- WORK TO COMPLETE -
Only the lines below starting at the one that contains "let email = raw_email.trim();" and ending at the one that contains "id INTEGER PRIMARY" are to be reproduced, exactly and with both ends kept.

- DATA LISTING -
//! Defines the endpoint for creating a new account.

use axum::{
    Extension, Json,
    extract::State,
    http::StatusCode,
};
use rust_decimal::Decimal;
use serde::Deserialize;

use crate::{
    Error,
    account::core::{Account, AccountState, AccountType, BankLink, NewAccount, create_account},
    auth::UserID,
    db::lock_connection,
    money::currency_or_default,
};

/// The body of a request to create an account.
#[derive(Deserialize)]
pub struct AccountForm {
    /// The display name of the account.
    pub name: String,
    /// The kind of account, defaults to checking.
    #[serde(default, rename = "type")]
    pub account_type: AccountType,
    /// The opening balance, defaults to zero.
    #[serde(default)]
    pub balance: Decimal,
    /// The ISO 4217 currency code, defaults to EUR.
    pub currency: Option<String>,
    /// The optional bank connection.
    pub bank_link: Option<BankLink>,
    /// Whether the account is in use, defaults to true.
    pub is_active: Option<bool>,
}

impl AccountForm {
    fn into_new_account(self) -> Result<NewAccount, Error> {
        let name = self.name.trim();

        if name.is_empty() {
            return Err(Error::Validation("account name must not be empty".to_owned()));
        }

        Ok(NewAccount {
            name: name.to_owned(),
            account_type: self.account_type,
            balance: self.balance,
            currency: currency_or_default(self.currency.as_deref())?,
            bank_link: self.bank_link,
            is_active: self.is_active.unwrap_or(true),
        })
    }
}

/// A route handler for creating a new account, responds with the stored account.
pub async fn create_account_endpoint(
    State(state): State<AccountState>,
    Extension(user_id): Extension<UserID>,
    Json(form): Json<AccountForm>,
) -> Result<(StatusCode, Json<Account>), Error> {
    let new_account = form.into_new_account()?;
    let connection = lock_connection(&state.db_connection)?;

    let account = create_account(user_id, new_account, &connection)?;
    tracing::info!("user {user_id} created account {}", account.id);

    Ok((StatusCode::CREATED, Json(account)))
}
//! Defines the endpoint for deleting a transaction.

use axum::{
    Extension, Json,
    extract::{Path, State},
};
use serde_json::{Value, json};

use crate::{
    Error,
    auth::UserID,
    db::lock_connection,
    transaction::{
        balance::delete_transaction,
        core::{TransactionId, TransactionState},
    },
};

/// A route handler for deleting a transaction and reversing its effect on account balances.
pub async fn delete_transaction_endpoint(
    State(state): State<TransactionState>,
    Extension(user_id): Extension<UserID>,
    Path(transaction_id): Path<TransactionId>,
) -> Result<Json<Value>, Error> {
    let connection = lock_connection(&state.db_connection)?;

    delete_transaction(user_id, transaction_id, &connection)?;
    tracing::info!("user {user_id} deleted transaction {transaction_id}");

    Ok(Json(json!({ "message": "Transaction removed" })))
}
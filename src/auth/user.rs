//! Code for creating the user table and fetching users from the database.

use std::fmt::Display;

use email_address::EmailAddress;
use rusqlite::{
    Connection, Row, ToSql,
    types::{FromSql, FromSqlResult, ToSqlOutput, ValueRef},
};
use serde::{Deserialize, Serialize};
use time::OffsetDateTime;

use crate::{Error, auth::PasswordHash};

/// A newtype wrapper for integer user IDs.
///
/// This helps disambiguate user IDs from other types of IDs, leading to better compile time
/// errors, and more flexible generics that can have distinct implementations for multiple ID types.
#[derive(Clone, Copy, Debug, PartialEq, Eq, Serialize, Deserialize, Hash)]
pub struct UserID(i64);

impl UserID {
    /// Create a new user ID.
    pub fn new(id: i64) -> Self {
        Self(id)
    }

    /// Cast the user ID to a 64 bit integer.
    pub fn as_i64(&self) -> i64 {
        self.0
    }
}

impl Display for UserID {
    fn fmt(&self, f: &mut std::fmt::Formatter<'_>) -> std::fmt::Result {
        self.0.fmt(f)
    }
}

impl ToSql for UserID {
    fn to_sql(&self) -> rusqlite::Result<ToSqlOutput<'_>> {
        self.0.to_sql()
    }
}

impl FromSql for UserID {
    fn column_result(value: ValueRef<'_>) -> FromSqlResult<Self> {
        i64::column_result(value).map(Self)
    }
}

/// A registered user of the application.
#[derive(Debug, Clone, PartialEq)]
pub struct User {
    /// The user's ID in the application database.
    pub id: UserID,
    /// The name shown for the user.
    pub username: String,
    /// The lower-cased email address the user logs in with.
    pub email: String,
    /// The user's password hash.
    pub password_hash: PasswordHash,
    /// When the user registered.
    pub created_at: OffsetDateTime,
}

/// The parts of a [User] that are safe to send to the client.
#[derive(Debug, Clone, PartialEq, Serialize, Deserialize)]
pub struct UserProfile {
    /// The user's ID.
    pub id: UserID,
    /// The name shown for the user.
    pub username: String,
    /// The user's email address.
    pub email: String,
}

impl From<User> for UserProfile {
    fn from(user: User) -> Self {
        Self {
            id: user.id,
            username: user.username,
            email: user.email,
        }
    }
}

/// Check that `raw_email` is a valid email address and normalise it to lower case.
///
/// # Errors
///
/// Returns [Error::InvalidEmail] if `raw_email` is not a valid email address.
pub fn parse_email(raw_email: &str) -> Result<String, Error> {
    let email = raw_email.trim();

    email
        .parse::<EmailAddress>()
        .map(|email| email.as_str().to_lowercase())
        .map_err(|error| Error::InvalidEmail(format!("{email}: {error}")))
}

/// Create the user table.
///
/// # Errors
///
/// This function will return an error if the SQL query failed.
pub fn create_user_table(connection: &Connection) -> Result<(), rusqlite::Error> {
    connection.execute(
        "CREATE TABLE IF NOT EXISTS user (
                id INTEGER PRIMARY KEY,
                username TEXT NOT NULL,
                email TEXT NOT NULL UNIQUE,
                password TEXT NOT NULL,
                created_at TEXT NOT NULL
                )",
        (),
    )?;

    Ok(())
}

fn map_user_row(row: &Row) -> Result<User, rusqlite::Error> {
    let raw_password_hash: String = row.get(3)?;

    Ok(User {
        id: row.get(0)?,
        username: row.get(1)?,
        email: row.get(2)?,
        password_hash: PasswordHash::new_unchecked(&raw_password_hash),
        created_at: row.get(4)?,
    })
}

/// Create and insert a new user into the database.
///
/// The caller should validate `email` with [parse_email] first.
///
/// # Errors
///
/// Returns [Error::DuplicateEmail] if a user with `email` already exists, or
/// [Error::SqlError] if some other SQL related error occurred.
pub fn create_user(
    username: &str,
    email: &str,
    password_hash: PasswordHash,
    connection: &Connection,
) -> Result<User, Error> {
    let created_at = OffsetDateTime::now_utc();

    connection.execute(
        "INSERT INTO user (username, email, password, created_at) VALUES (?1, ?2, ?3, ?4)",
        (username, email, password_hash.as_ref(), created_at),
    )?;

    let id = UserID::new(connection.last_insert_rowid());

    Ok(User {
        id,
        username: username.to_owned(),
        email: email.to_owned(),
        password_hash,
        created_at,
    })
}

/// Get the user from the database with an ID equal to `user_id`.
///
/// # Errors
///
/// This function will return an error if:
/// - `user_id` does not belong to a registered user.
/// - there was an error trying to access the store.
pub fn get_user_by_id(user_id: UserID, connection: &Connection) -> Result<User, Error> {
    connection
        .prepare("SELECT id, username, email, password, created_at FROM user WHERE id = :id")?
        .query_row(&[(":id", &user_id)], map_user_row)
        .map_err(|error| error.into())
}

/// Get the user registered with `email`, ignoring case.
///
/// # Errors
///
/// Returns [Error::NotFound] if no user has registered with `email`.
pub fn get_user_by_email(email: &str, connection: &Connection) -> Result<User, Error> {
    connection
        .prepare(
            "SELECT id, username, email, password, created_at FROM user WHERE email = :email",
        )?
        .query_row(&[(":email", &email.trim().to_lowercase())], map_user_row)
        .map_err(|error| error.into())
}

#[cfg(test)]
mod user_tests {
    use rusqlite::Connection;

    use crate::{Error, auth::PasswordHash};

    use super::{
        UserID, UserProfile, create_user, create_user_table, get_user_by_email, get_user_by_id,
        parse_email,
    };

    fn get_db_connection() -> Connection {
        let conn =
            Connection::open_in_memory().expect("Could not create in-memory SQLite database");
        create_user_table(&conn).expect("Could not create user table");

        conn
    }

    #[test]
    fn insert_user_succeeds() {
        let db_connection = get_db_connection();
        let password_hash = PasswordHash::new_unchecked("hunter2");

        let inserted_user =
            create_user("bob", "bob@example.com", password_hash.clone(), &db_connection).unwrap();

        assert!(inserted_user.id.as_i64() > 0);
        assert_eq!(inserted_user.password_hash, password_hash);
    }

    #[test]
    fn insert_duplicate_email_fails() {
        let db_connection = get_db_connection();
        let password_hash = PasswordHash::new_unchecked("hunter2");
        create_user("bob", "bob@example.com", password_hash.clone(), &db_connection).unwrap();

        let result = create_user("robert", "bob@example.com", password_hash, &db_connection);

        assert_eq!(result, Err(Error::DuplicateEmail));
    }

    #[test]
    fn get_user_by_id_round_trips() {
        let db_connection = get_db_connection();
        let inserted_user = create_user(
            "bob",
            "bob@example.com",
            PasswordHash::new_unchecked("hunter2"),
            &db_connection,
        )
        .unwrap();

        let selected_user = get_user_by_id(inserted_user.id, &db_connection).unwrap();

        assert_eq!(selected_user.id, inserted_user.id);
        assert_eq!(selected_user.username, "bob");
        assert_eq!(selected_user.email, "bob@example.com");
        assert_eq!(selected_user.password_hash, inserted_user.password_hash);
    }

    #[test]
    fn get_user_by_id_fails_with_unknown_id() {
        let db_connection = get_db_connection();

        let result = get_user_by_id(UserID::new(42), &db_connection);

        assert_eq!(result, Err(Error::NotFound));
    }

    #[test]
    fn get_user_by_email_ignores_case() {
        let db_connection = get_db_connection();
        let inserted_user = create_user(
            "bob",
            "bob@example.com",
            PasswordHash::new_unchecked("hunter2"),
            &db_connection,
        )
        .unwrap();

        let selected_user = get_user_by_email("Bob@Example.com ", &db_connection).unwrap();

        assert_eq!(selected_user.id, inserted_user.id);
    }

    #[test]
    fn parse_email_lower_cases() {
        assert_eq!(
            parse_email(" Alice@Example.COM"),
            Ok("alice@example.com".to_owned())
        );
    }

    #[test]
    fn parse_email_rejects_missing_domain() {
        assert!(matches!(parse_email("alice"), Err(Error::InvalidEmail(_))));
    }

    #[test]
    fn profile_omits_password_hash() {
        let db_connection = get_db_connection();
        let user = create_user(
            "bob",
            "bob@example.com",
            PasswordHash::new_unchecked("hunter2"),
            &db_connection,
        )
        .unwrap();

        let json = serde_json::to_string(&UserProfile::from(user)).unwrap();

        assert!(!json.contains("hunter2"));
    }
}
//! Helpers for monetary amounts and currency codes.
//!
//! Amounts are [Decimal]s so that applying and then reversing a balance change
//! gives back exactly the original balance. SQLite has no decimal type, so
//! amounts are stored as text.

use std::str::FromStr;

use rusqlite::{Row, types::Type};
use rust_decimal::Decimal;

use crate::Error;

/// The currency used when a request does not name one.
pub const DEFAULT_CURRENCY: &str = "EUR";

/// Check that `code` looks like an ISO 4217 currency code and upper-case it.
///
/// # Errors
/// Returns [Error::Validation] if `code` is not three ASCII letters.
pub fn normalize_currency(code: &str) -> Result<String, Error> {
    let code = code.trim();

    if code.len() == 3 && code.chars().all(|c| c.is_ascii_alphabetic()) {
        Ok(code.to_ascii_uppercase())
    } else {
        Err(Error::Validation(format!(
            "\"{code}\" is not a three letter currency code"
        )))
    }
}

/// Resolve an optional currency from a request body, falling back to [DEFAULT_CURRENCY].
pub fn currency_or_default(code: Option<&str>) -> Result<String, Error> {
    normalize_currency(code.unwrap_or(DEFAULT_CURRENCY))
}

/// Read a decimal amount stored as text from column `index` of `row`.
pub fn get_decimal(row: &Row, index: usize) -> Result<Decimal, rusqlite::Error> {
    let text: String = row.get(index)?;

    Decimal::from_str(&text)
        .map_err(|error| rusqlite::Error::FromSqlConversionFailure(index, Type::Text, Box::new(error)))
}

- SOLUTION BELOW -
    let email = raw_email.trim();

    email
        .parse::<EmailAddress>()
        .map(|email| email.as_str().to_lowercase())
        .map_err(|error| Error::InvalidEmail(format!("{email}: {error}")))
}

/// Create the user table.
///
/// # Errors
///
/// This function will return an error if the SQL query failed.
pub fn create_user_table(connection: &Connection) -> Result<(), rusqlite::Error> {
    connection.execute(
        "CREATE TABLE IF NOT EXISTS user (
                id INTEGER PRIMARY KEY,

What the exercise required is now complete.